**Record excerpts:**
BEGIN

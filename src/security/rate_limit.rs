//! Sliding-log rate limiting.
//!
//! Each client identifier maps to the timestamps of its recently admitted
//! requests. A check drops timestamps older than the window, rejects when
//! the remaining count has reached the limit, and otherwise records `now`.
//!
//! Idle identifiers are purged by an inline sweep that runs on a small,
//! configurable fraction of checks instead of on a background timer.

use std::sync::atomic::{AtomicU64, Ordering};
use std::sync::Arc;
use std::time::{Duration, SystemTime, UNIX_EPOCH};

use dashmap::DashMap;
use rand::Rng;

/// Source of wall-clock time in milliseconds.
pub trait Clock: Send + Sync {
    fn now_millis(&self) -> u64;
}

/// Clock backed by `SystemTime`.
#[derive(Debug, Default, Clone, Copy)]
pub struct SystemClock;

impl Clock for SystemClock {
    fn now_millis(&self) -> u64 {
        SystemTime::now()
            .duration_since(UNIX_EPOCH)
            .unwrap_or_default()
            .as_millis() as u64
    }
}

/// Clock that only moves when told to. Used by tests.
#[derive(Debug, Default)]
pub struct ManualClock {
    now: AtomicU64,
}

impl ManualClock {
    pub fn new(start_millis: u64) -> Self {
        Self {
            now: AtomicU64::new(start_millis),
        }
    }

    pub fn advance(&self, by: Duration) {
        self.now.fetch_add(by.as_millis() as u64, Ordering::SeqCst);
    }
}

impl Clock for ManualClock {
    fn now_millis(&self) -> u64 {
        self.now.load(Ordering::SeqCst)
    }
}

impl<C: Clock + ?Sized> Clock for Arc<C> {
    fn now_millis(&self) -> u64 {
        (**self).now_millis()
    }
}

/// Timestamps for one client, plus the window its last check used.
#[derive(Debug, Default)]
struct ClientWindow {
    timestamps: Vec<u64>,
    window_ms: u64,
}

/// In-memory sliding-log limiter shared by every handler.
pub struct SlidingWindowLimiter {
    windows: DashMap<String, ClientWindow>,
    clock: Box<dyn Clock>,
    sweep_probability: f64,
}

impl SlidingWindowLimiter {
    /// Create a limiter on the system clock.
    pub fn new(sweep_probability: f64) -> Self {
        Self::with_clock(SystemClock, sweep_probability)
    }

    /// Create a limiter with an explicit clock.
    pub fn with_clock(clock: impl Clock + 'static, sweep_probability: f64) -> Self {
        Self {
            windows: DashMap::new(),
            clock: Box::new(clock),
            sweep_probability: sweep_probability.clamp(0.0, 1.0),
        }
    }

    /// Admit or reject one request from `client`.
    ///
    /// Rejected requests are not recorded.
    pub fn admit(&self, client: &str, limit: usize, window: Duration) -> bool {
        let now = self.clock.now_millis();
        let window_ms = window.as_millis() as u64;

        let admitted = {
            let mut entry = self.windows.entry(client.to_string()).or_default();
            entry.window_ms = window_ms;
            entry.timestamps.retain(|&t| now.saturating_sub(t) < window_ms);

            if entry.timestamps.len() >= limit {
                false
            } else {
                entry.timestamps.push(now);
                true
            }
        };

        // The entry guard above must be released before sweeping
        if self.sweep_probability > 0.0 && rand::thread_rng().gen_bool(self.sweep_probability) {
            self.sweep(window);
        }

        admitted
    }

    /// Remove every client whose timestamps have all aged out.
    ///
    /// Each client is pruned with the longer of `window` and the window its
    /// own last check used, so a sweep triggered by a short-window route
    /// never drops history a longer-window route still needs.
    pub fn sweep(&self, window: Duration) {
        let now = self.clock.now_millis();
        let window_ms = window.as_millis() as u64;
        let before = self.windows.len();

        self.windows.retain(|_, entry| {
            let keep_ms = window_ms.max(entry.window_ms);
            entry.timestamps.retain(|&t| now.saturating_sub(t) < keep_ms);
            !entry.timestamps.is_empty()
        });

        let purged = before.saturating_sub(self.windows.len());
        if purged > 0 {
            tracing::debug!(purged, remaining = self.windows.len(), "Swept idle rate-limit windows");
        }
    }

    /// Number of identifiers currently tracked.
    pub fn tracked_clients(&self) -> usize {
        self.windows.len()
    }

    /// Number of timestamps recorded for `client` (unpruned).
    pub fn tracked_requests(&self, client: &str) -> usize {
        self.windows
            .get(client)
            .map(|entry| entry.timestamps.len())
            .unwrap_or(0)
    }
}

impl Default for SlidingWindowLimiter {
    fn default() -> Self {
        Self::new(0.01)
    }
}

END

Starting with the line with "window, rejects when" above and going on through the line with "impl Clock for ManualClock", transcribe every line exactly, both ends included, and add nothing.

//! requests. A check drops timestamps older than the window, rejects when
//! the remaining count has reached the limit, and otherwise records `now`.
//!
//! Idle identifiers are purged by an inline sweep that runs on a small,
//! configurable fraction of checks instead of on a background timer.

use std::sync::atomic::{AtomicU64, Ordering};
use std::sync::Arc;
use std::time::{Duration, SystemTime, UNIX_EPOCH};

use dashmap::DashMap;
use rand::Rng;

/// Source of wall-clock time in milliseconds.
pub trait Clock: Send + Sync {
    fn now_millis(&self) -> u64;
}

/// Clock backed by `SystemTime`.
#[derive(Debug, Default, Clone, Copy)]
pub struct SystemClock;

impl Clock for SystemClock {
    fn now_millis(&self) -> u64 {
        SystemTime::now()
            .duration_since(UNIX_EPOCH)
            .unwrap_or_default()
            .as_millis() as u64
    }
}

/// Clock that only moves when told to. Used by tests.
#[derive(Debug, Default)]
pub struct ManualClock {
    now: AtomicU64,
}

impl ManualClock {
    pub fn new(start_millis: u64) -> Self {
        Self {
            now: AtomicU64::new(start_millis),
        }
    }

    pub fn advance(&self, by: Duration) {
        self.now.fetch_add(by.as_millis() as u64, Ordering::SeqCst);
    }
}

impl Clock for ManualClock {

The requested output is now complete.